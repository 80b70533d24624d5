use anyhow::{Context, Result, bail};
use std::io::{Read, Write};

use crate::cli::args::CliArgs;
use objrest_ast::{Printer, load_program};
use objrest_common::Diagnostic;
use objrest_transform::options::USE_BUILT_INS;
use objrest_transform::{Helper, HelperRegistry, ObjectRestSpread, TransformError};
use serde_json::Value;

/// Outcome of transforming one program.
#[derive(Debug, Default)]
pub struct CompileResult {
    /// Generated JavaScript, helper prelude included. Empty when
    /// `diagnostics` is not.
    pub output: String,
    pub diagnostics: Vec<Diagnostic>,
    /// Helpers the pass requested, in first-use order.
    pub helpers: Vec<Helper>,
}

impl CompileResult {
    fn failed(error: &TransformError) -> Self {
        tracing::debug!(code = error.code(), "[driver] {error}");
        CompileResult {
            diagnostics: vec![error.to_diagnostic()],
            ..CompileResult::default()
        }
    }

    pub fn has_errors(&self) -> bool {
        self.diagnostics.iter().any(Diagnostic::is_error)
    }
}

/// Read the input and options named by `args` and transform the program.
pub fn compile(args: &CliArgs) -> Result<CompileResult> {
    let source = read_input(args)?;
    let options = load_options(args)?;
    compile_source(&source, &options, !args.no_helpers)
        .with_context(|| format!("failed to transform {}", input_name(args)))
}

/// Transform an ESTree JSON program with raw plugin options.
///
/// Invalid options and malformed patterns come back as diagnostics; only
/// input that cannot be read as an ESTree program is an `Err`.
pub fn compile_source(source: &str, options: &Value, with_helpers: bool) -> Result<CompileResult> {
    let (mut arena, root) = load_program(source).context("input is not an ESTree program")?;

    let mut pass = match ObjectRestSpread::from_json(options, HelperRegistry::new()) {
        Ok(pass) => pass,
        Err(error) => return Ok(CompileResult::failed(&error)),
    };
    let stats = match pass.run(&mut arena, root) {
        Ok(stats) => stats,
        Err(error) => return Ok(CompileResult::failed(&error)),
    };
    tracing::info!(
        visits = stats.visits,
        rewrites = stats.rewrites,
        "[driver] transformed program"
    );

    let registry = pass.into_helpers();
    let mut output = String::new();
    if with_helpers {
        output.push_str(&registry.prelude());
    }
    output.push_str(&Printer::print(&arena, root));

    Ok(CompileResult {
        output,
        diagnostics: Vec::new(),
        helpers: registry.used().collect(),
    })
}

/// Write generated code to `--out`, or stdout.
pub fn write_output(args: &CliArgs, output: &str) -> Result<()> {
    match &args.out {
        Some(path) => std::fs::write(path, output)
            .with_context(|| format!("failed to write {}", path.display())),
        None => {
            let mut stdout = std::io::stdout().lock();
            stdout
                .write_all(output.as_bytes())
                .and_then(|()| stdout.flush())
                .context("failed to write to stdout")
        }
    }
}

pub fn input_name(args: &CliArgs) -> String {
    if args.reads_stdin() {
        "<stdin>".to_string()
    } else {
        args.input.display().to_string()
    }
}

fn read_input(args: &CliArgs) -> Result<String> {
    let source = if args.reads_stdin() {
        let mut source = String::new();
        std::io::stdin()
            .read_to_string(&mut source)
            .context("failed to read stdin")?;
        source
    } else {
        std::fs::read_to_string(&args.input)
            .with_context(|| format!("failed to read {}", args.input.display()))?
    };
    if source.trim().is_empty() {
        bail!("{} is empty", input_name(args));
    }
    Ok(source)
}

/// Plugin options from `--options`, with `--use-built-ins` forced on top.
///
/// A non-object options file is passed through untouched so the pass reports
/// it.
fn load_options(args: &CliArgs) -> Result<Value> {
    let mut options = match &args.options {
        Some(path) => {
            let text = std::fs::read_to_string(path)
                .with_context(|| format!("failed to read {}", path.display()))?;
            serde_json::from_str(&text)
                .with_context(|| format!("{} is not valid JSON", path.display()))?
        }
        None => Value::Null,
    };
    if args.use_built_ins {
        if options.is_null() {
            options = Value::Object(serde_json::Map::new());
        }
        if let Some(map) = options.as_object_mut() {
            map.insert(USE_BUILT_INS.to_string(), Value::Bool(true));
        }
    }
    Ok(options)
}
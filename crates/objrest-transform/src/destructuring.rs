//! Delegated destructuring lowering.
//!
//! Object rest extraction only splits the rest binding off a pattern; the
//! rest of the pattern is lowered into sequential property and element reads
//! by a [`DestructuringLowering`]. The pass is generic over it so a host can
//! plug in its own; [`Es2015Destructuring`] is the default:
//!
//! - `{ a, b: c } = obj` → `a = obj.a, c = obj.b`
//! - `{ a = 1 } = obj` → `_ref = obj.a, a = _ref === void 0 ? 1 : _ref`
//! - `[x, ...ys] = arr` → `x = arr[0], ys = arr.slice(1)`
//!
//! An object pattern that still ends in a rest element is emitted as its own
//! declarator so the rest handler picks it up on its next visit.

use crate::object_rest::find_rest;
use crate::traverse::TraversalContext;
use objrest_ast::{DeclarationKind, Node, NodeArena, NodeIndex, NodeKind};
use objrest_common::limits::MAX_AST_DEPTH;
use smallvec::SmallVec;

pub trait DestructuringLowering {
    /// Lower the pattern bound by `declarator` into replacement declarators.
    ///
    /// Returns `None` when the declarator binds a plain name, or when its
    /// pattern ends in an object rest (the rest handler owns those).
    fn lower_declarator(
        &mut self,
        cx: &mut TraversalContext<'_>,
        declarator: NodeIndex,
    ) -> Option<Vec<NodeIndex>>;

    /// Replace a destructuring parameter of `function` that the parameter
    /// normalizer does not handle itself (array patterns, defaulted patterns)
    /// with a fresh name, returning the `let` declaration to hoist into the
    /// body.
    fn lower_parameter(
        &mut self,
        cx: &mut TraversalContext<'_>,
        function: NodeIndex,
        param: NodeIndex,
    ) -> Option<NodeIndex>;
}

/// Sequential property access lowering in the style of ES2015 compilers.
#[derive(Debug, Default, Clone, Copy)]
pub struct Es2015Destructuring;

impl DestructuringLowering for Es2015Destructuring {
    fn lower_declarator(
        &mut self,
        cx: &mut TraversalContext<'_>,
        declarator: NodeIndex,
    ) -> Option<Vec<NodeIndex>> {
        let Some(Node::VariableDeclarator { id, init }) = cx.arena.get(declarator) else {
            return None;
        };
        let (id, init) = (*id, *init);
        if !cx.arena.get(id).is_some_and(Node::is_pattern) {
            return None;
        }
        if matches!(find_rest(cx.arena, id), Ok(Some(_)) | Err(_)) {
            return None;
        }

        let value = if init.is_some() {
            init
        } else {
            cx.arena.void_0()
        };
        let mut out = Vec::new();
        bind(cx, id, value, 0, &mut out);
        tracing::debug!(
            "[destructuring] {declarator}: lowered into {} declarator(s)",
            out.len()
        );
        Some(out)
    }

    fn lower_parameter(
        &mut self,
        cx: &mut TraversalContext<'_>,
        function: NodeIndex,
        param: NodeIndex,
    ) -> Option<NodeIndex> {
        let (pattern, default) = match cx.arena.get(param)? {
            Node::ArrayPattern { .. } => (param, NodeIndex::NONE),
            Node::AssignmentPattern { left, right }
                if cx.arena.get(*left).is_some_and(Node::is_pattern) =>
            {
                (*left, *right)
            }
            _ => return None,
        };

        let name = cx.fresh_name("ref");
        let replacement = cx.arena.ident(name.as_str());
        if !cx.arena.replace_child(function, param, replacement) {
            return None;
        }
        let mut value = cx.arena.ident(name.as_str());
        if default.is_some() {
            value = default_or(cx.arena, &name, default);
        }
        let declarator = cx.arena.declarator(pattern, value);
        Some(
            cx.arena
                .var_declaration(DeclarationKind::Let, vec![declarator]),
        )
    }
}

/// `name === void 0 ? fallback : name`
fn default_or(arena: &mut NodeArena, name: &str, fallback: NodeIndex) -> NodeIndex {
    let tested = arena.ident(name);
    let undefined = arena.void_0();
    let test = arena.binary(tested, "===", undefined);
    let otherwise = arena.ident(name);
    arena.conditional(test, fallback, otherwise)
}

/// Hands out `value` for its first use and deep copies afterwards, since a
/// node has exactly one parent.
struct Reuse {
    value: NodeIndex,
    used: bool,
}

impl Reuse {
    fn next(&mut self, arena: &mut NodeArena) -> NodeIndex {
        if self.used {
            arena.clone_subtree(self.value)
        } else {
            self.used = true;
            self.value
        }
    }
}

/// Append declarators binding `target` to `value`.
fn bind(
    cx: &mut TraversalContext<'_>,
    target: NodeIndex,
    value: NodeIndex,
    depth: u32,
    out: &mut Vec<NodeIndex>,
) {
    let kind = cx.arena.get(target).map(Node::kind);
    if depth >= MAX_AST_DEPTH {
        out.push(cx.arena.declarator(target, value));
        return;
    }
    match kind {
        Some(NodeKind::AssignmentPattern) => {
            let Some(Node::AssignmentPattern { left, right }) = cx.arena.get(target) else {
                return;
            };
            let (left, right) = (*left, *right);
            let name = cx.fresh_name("ref");
            let temp = cx.arena.ident(name.as_str());
            out.push(cx.arena.declarator(temp, value));
            let defaulted = default_or(cx.arena, &name, right);
            bind(cx, left, defaulted, depth + 1, out);
        }
        Some(NodeKind::ObjectPattern) => {
            if matches!(find_rest(cx.arena, target), Ok(Some(_)) | Err(_)) {
                out.push(cx.arena.declarator(target, value));
                return;
            }
            let properties: SmallVec<[NodeIndex; 8]> = cx
                .arena
                .object_members(target)
                .map(|members| members.iter().copied().collect())
                .unwrap_or_default();
            let mut source = bind_source(cx, value, properties.len(), out);
            for prop in properties {
                let Some(data) = cx.arena.get_property(prop) else {
                    continue;
                };
                let (key, sub_target, computed) = (data.key, data.value, data.computed);
                let key_name = cx
                    .arena
                    .identifier_text(key)
                    .filter(|_| !computed)
                    .map(str::to_string);
                let object = source.next(cx.arena);
                let access = match key_name {
                    Some(name) => cx.arena.member(object, &name),
                    None => {
                        let key = cx.arena.clone_subtree(key);
                        cx.arena.computed_member(object, key)
                    }
                };
                bind(cx, sub_target, access, depth + 1, out);
            }
        }
        Some(NodeKind::ArrayPattern) => {
            let elements: SmallVec<[NodeIndex; 8]> = match cx.arena.get(target) {
                Some(Node::ArrayPattern { elements }) => elements.iter().copied().collect(),
                _ => SmallVec::new(),
            };
            let mut source = bind_source(cx, value, elements.len(), out);
            for (position, element) in elements.into_iter().enumerate() {
                if element.is_none() {
                    continue;
                }
                let object = source.next(cx.arena);
                let index = cx.arena.number(position.to_string());
                let rest_argument = match cx.arena.get(element) {
                    Some(Node::RestElement { argument }) => Some(*argument),
                    _ => None,
                };
                if let Some(argument) = rest_argument {
                    let slice = cx.arena.member(object, "slice");
                    let access = cx.arena.call(slice, vec![index]);
                    bind(cx, argument, access, depth + 1, out);
                } else {
                    let access = cx.arena.computed_member(object, index);
                    bind(cx, element, access, depth + 1, out);
                }
            }
        }
        _ => out.push(cx.arena.declarator(target, value)),
    }
}

/// A pattern with `uses` entries reads its source once per entry. A source
/// that is not a plain name is bound to a temporary unless read exactly once.
fn bind_source(
    cx: &mut TraversalContext<'_>,
    value: NodeIndex,
    uses: usize,
    out: &mut Vec<NodeIndex>,
) -> Reuse {
    let is_name = matches!(cx.arena.get(value), Some(Node::Identifier { .. }));
    if is_name || uses == 1 {
        return Reuse { value, used: false };
    }
    let name = cx.fresh_name("ref");
    let temp = cx.arena.ident(name.as_str());
    out.push(cx.arena.declarator(temp, value));
    Reuse {
        value: cx.arena.ident(name.as_str()),
        used: false,
    }
}
use glam::Vec2;

use crate::figure::behavior::Behavior;
use crate::figure::skeleton::NodeSpec;
use crate::pointer::{DragTarget, Pointer};
use crate::Viewport;

/// How far a node eases toward the pointer per frame while the other figure
/// is being dragged.
const FOLLOW_RATE: f32 = 0.01;
/// Pointer capture radius as a multiple of the node's collision width.
const CAPTURE_FACTOR: f32 = 3.0;

/// A simulated point mass with previous-position Verlet state.
#[derive(Debug, Clone)]
pub struct Node {
    pub position: Vec2,
    pub previous: Vec2,
    pub mass: f32,
    /// Collision width in simulation units
    pub width: f32,
    /// Activity scalar fed to the gait behavior as an amplitude multiplier
    pub intensity: f32,
    pub behavior: Option<Behavior>,
}

/// Figure-level values every node needs during one integration step.
#[derive(Debug, Clone, Copy)]
pub struct NodeContext {
    /// Identity of the owning figure, for drag targeting
    pub figure: usize,
    pub viewport: Viewport,
    /// Oscillation sign, ±1
    pub dir: f32,
    pub friction: f32,
    /// Horizontal anchor of the owning figure
    pub anchor: f32,
}

impl Node {
    pub fn new(spec: &NodeSpec, anchor: f32, intensity: f32) -> Self {
        let position = Vec2::new(spec.x + anchor, spec.y);
        Self {
            position,
            previous: position,
            mass: spec.mass,
            width: spec.w,
            intensity,
            behavior: spec.behavior,
        }
    }

    /// Implicit velocity carried by the Verlet state.
    pub fn velocity(&self) -> Vec2 {
        self.position - self.previous
    }

    /// One integration step: gait displacement, Verlet position update,
    /// pointer capture or release, ground clamp, then cross-figure follow.
    pub fn integrate(&mut self, index: usize, ctx: &NodeContext, pointer: &mut Pointer) {
        let this = DragTarget {
            figure: ctx.figure,
            node: index,
        };

        // A dragged node is fully pointer-controlled; its gait pauses.
        if let Some(behavior) = self.behavior {
            if pointer.drag != Some(this) {
                self.position +=
                    behavior.displace(self.position, ctx.dir, self.intensity, ctx.anchor);
            }
        }

        let velocity = self.velocity();
        self.previous = self.position;
        self.position += velocity * ctx.friction;

        if pointer.pressed {
            // Earlier nodes have priority: the first uncaptured hit wins.
            if pointer.drag.is_none() {
                let reach = self.width * ctx.viewport.scale * CAPTURE_FACTOR;
                let projected = ctx.viewport.project(self.position);
                if pointer.position.distance_squared(projected) <= reach * reach {
                    pointer.drag = Some(this);
                }
            }
        } else if pointer.drag == Some(this) {
            pointer.drag = None;
        }

        // Ground contact: kill horizontal velocity, clamp without bounce.
        let floor = ctx.viewport.height / ctx.viewport.scale - self.width;
        if self.position.y > floor {
            self.position.x = self.previous.x;
            self.position.y = floor;
            self.previous.y = floor;
        }

        if self.behavior == Some(Behavior::Follow) && pointer.drag_elsewhere(ctx.figure) {
            let target = ctx.viewport.unproject(pointer.position);
            self.position += (target - self.position) * FOLLOW_RATE;
        }
    }
}
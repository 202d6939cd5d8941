use std::fmt;

/// Configuration errors surfaced while building a figure from its skeleton.
///
/// The per-frame path has no recoverable errors by design: every numeric
/// operation is defined for all reachable states once the skeleton has been
/// validated, so only construction returns a `Result`.
#[derive(Debug, Clone, PartialEq, Eq)]
pub enum RigError {
    /// A constraint references a node index beyond the skeleton's node list
    NodeOutOfRange { constraint: usize, node: usize },
    /// A constraint's authored endpoints coincide, so its rest distance
    /// would be zero and the solver denominator could vanish
    CoincidentEndpoints { constraint: usize },
    /// A skeleton with no nodes cannot dance
    EmptySkeleton,
}

impl fmt::Display for RigError {
    fn fmt(&self, f: &mut fmt::Formatter<'_>) -> fmt::Result {
        match self {
            RigError::NodeOutOfRange { constraint, node } => {
                write!(f, "constraint {constraint} references missing node {node}")
            }
            RigError::CoincidentEndpoints { constraint } => {
                write!(f, "constraint {constraint} has coincident endpoints")
            }
            RigError::EmptySkeleton => write!(f, "skeleton has no nodes"),
        }
    }
}

impl std::error::Error for RigError {}
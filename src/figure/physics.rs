use strum::Display;

/// Parameters that separate the two operating modes. Friction and pace never
/// change independently; a mode change applies a whole preset.
#[derive(Debug, Clone, Copy, PartialEq)]
pub struct Physics {
    /// Verlet velocity retention, in (0,1]; 1.0 means no damping
    pub friction: f32,
    /// Frames between oscillation sign flips
    pub pace: u64,
    /// Amplitude multiplier fed to every gait behavior
    pub intensity: f32,
}

#[derive(Debug, Clone, Copy, PartialEq, Eq, Display)]
pub enum Mode {
    Relaxed,
    Engaged,
}

impl Mode {
    pub fn physics(self) -> Physics {
        match self {
            Mode::Relaxed => presets::RELAXED,
            Mode::Engaged => presets::ENGAGED,
        }
    }
}

pub mod presets {
    use super::Physics;

    /// Slow idle sway
    pub const RELAXED: Physics = Physics {
        friction: 1.0,
        pace: 28,
        intensity: 0.6,
    };

    /// Fast, damped, energetic motion while the pointer is held down
    pub const ENGAGED: Physics = Physics {
        friction: 0.99,
        pace: 10,
        intensity: 2.0,
    };
}
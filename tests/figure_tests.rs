mod common;

use common::RecordingRenderer;
use glam::Vec2;
use ragdoll_lab::figure::behavior::Behavior;
use ragdoll_lab::figure::physics::{presets, Mode};
use ragdoll_lab::figure::skeleton::{BoneSpec, NodeSpec, Skeleton};
use ragdoll_lab::{DragTarget, Figure, Pointer, RigError, Viewport};

// At 1100x1100 the scale is exactly 1, so simulation and screen units agree
// up to the horizontal centering offset of 550.
fn viewport() -> Viewport {
    Viewport::new(1100.0, 1100.0)
}

fn node_at(x: f32, y: f32, behavior: Option<Behavior>) -> NodeSpec {
    NodeSpec {
        x,
        y,
        w: 30.0,
        mass: 1.0,
        behavior,
    }
}

fn figure(index: usize, skeleton: &Skeleton) -> (Figure, RecordingRenderer) {
    let mut renderer = RecordingRenderer::new(true);
    let figure = Figure::new(index, 0.0, skeleton, viewport(), &mut renderer).unwrap();
    (figure, renderer)
}

fn figure_pair(skeleton: &Skeleton) -> (Figure, RecordingRenderer) {
    figure(0, skeleton)
}

#[test]
fn inert_node_stays_put() {
    let skeleton = Skeleton {
        nodes: vec![node_at(0.0, 500.0, None)],
        bones: vec![],
    };
    let (mut figure, mut renderer) = figure_pair(&skeleton);
    let mut pointer = Pointer::default();
    for _ in 0..10 {
        figure.step(viewport(), &mut pointer, &mut renderer);
    }
    assert_eq!(figure.nodes[0].position, Vec2::new(0.0, 500.0));
}

#[test]
fn ground_clamp_holds_every_frame() {
    let skeleton = Skeleton {
        nodes: vec![node_at(
            0.0,
            1000.0,
            Some(Behavior::Stamp {
                sink: 1.5,
                raise: 1.0,
                slam: 5.0,
                reverse: false,
            }),
        )],
        bones: vec![],
    };
    let (mut figure, mut renderer) = figure_pair(&skeleton);
    let mut pointer = Pointer::default();
    let floor = 1100.0 - 30.0;
    for _ in 0..120 {
        figure.step(viewport(), &mut pointer, &mut renderer);
        assert!(figure.nodes[0].position.y <= floor + 1e-3);
    }
    assert!((figure.nodes[0].position.y - floor).abs() < 1e-3);
}

#[test]
fn oscillation_flips_at_the_pace() {
    let skeleton = Skeleton {
        nodes: vec![node_at(0.0, 500.0, None)],
        bones: vec![],
    };
    let (mut figure, mut renderer) = figure_pair(&skeleton);
    let mut pointer = Pointer::default();
    let pace = presets::RELAXED.pace;
    for frame in 1..=2 * pace {
        figure.step(viewport(), &mut pointer, &mut renderer);
        let expected = if frame < pace || frame == 2 * pace {
            1.0
        } else {
            -1.0
        };
        assert_eq!(figure.dir(), expected, "frame {frame}");
    }
}

#[test]
fn first_node_in_reach_captures_the_pointer() {
    let skeleton = Skeleton {
        nodes: vec![node_at(0.0, 500.0, None), node_at(10.0, 500.0, None)],
        bones: vec![BoneSpec {
            n0: 0,
            n1: 1,
            segment: None,
        }],
    };
    let (mut figure, mut renderer) = figure_pair(&skeleton);
    // Screen position of the first node; both nodes are within reach.
    let mut pointer = Pointer {
        position: Vec2::new(550.0, 500.0),
        pressed: true,
        drag: None,
    };
    figure.step(viewport(), &mut pointer, &mut renderer);
    assert_eq!(pointer.drag, Some(DragTarget { figure: 0, node: 0 }));

    pointer.pressed = false;
    figure.step(viewport(), &mut pointer, &mut renderer);
    assert_eq!(pointer.drag, None);
}

#[test]
fn distant_press_captures_nothing() {
    let skeleton = Skeleton {
        nodes: vec![node_at(0.0, 500.0, None)],
        bones: vec![],
    };
    let (mut figure, mut renderer) = figure_pair(&skeleton);
    // Reach is 90 units at scale 1; this press is 200 away.
    let mut pointer = Pointer {
        position: Vec2::new(750.0, 500.0),
        pressed: true,
        drag: None,
    };
    figure.step(viewport(), &mut pointer, &mut renderer);
    assert_eq!(pointer.drag, None);
}

#[test]
fn dragged_node_pauses_its_gait() {
    let skeleton = Skeleton {
        nodes: vec![node_at(0.0, 500.0, Some(Behavior::Lift { rate: 0.4 }))],
        bones: vec![],
    };
    let (mut figure, mut renderer) = figure_pair(&skeleton);
    // Pointer parked exactly over the node so the drag easing is a no-op.
    let mut pointer = Pointer {
        position: Vec2::new(550.0, 500.0),
        pressed: true,
        drag: Some(DragTarget { figure: 0, node: 0 }),
    };
    figure.step(viewport(), &mut pointer, &mut renderer);
    assert_eq!(figure.nodes[0].position.y, 500.0);

    // The same node free of the pointer lifts as usual.
    let (mut free, mut renderer) = figure_pair(&skeleton);
    let mut idle = Pointer::default();
    free.step(viewport(), &mut idle, &mut renderer);
    assert!(free.nodes[0].position.y < 500.0);
}

#[test]
fn follow_eases_toward_a_drag_on_the_other_figure() {
    let skeleton = Skeleton {
        nodes: vec![node_at(0.0, 500.0, Some(Behavior::Follow))],
        bones: vec![],
    };
    let (mut hand, mut renderer) = figure(1, &skeleton);
    // Pointer at simulation (100, 500), dragging a node of figure 0.
    let mut pointer = Pointer {
        position: Vec2::new(650.0, 500.0),
        pressed: true,
        drag: Some(DragTarget { figure: 0, node: 0 }),
    };
    hand.step(viewport(), &mut pointer, &mut renderer);
    assert!((hand.nodes[0].position.x - 1.0).abs() < 1e-4, "1% easing");
    assert_eq!(hand.nodes[0].position.y, 500.0);

    // No drag anywhere, no following.
    let (mut still, mut renderer) = figure(1, &skeleton);
    let mut idle = Pointer::default();
    still.step(viewport(), &mut idle, &mut renderer);
    assert_eq!(still.nodes[0].position.x, 0.0);
}

#[test]
fn engaging_applies_the_preset_idempotently() {
    let skeleton = Skeleton {
        nodes: vec![node_at(0.0, 500.0, Some(Behavior::Lift { rate: 0.4 }))],
        bones: vec![],
    };
    let (mut figure, _) = figure_pair(&skeleton);
    assert_eq!(figure.mode(), Mode::Relaxed);

    figure.set_engaged(true);
    let once = (*figure.physics(), figure.nodes[0].intensity);
    figure.set_engaged(true);
    assert_eq!((*figure.physics(), figure.nodes[0].intensity), once);
    assert_eq!(figure.mode(), Mode::Engaged);
    assert_eq!(*figure.physics(), presets::ENGAGED);

    figure.set_engaged(false);
    assert_eq!(figure.mode(), Mode::Relaxed);
    assert_eq!(*figure.physics(), presets::RELAXED);
    assert_eq!(figure.nodes[0].intensity, presets::RELAXED.intensity);
}

#[test]
fn skeleton_validation_rejects_broken_rigs() {
    let empty = Skeleton {
        nodes: vec![],
        bones: vec![],
    };
    assert_eq!(empty.validate(), Err(RigError::EmptySkeleton));

    let dangling = Skeleton {
        nodes: vec![node_at(0.0, 0.0, None)],
        bones: vec![BoneSpec {
            n0: 0,
            n1: 5,
            segment: None,
        }],
    };
    assert_eq!(
        dangling.validate(),
        Err(RigError::NodeOutOfRange {
            constraint: 0,
            node: 5
        })
    );

    let collapsed = Skeleton {
        nodes: vec![node_at(10.0, 10.0, None), node_at(10.0, 10.0, None)],
        bones: vec![BoneSpec {
            n0: 0,
            n1: 1,
            segment: None,
        }],
    };
    assert_eq!(
        collapsed.validate(),
        Err(RigError::CoincidentEndpoints { constraint: 0 })
    );
}

#[test]
fn skeleton_deserializes_from_json() {
    let skeleton: Skeleton = serde_json::from_str(
        r#"{
            "nodes": [
                {"x": 0.0, "y": 400.0, "w": 30.0},
                {"x": 0.0, "y": 500.0, "w": 30.0, "mass": 0.5,
                 "behavior": {"Lift": {"rate": 0.4}}}
            ],
            "bones": [
                {"n0": 0, "n1": 1, "segment": {"image": "torso"}}
            ]
        }"#,
    )
    .unwrap();
    assert_eq!(skeleton.nodes[0].mass, 1.0, "mass defaults to one");

    let (mut figure, mut renderer) = figure_pair(&skeleton);
    assert_eq!(renderer.prepared, vec!["torso".to_string()]);
    let mut pointer = Pointer::default();
    figure.step(viewport(), &mut pointer, &mut renderer);
    assert_eq!(renderer.segments.len(), 1);
}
════════════════════
Where the word "units" shows up in a line of the entries above, copy that line.

    /// Collision width in simulation units
// At 1100x1100 the scale is exactly 1, so simulation and screen units agree
    // Reach is 90 units at scale 1; this press is 200 away.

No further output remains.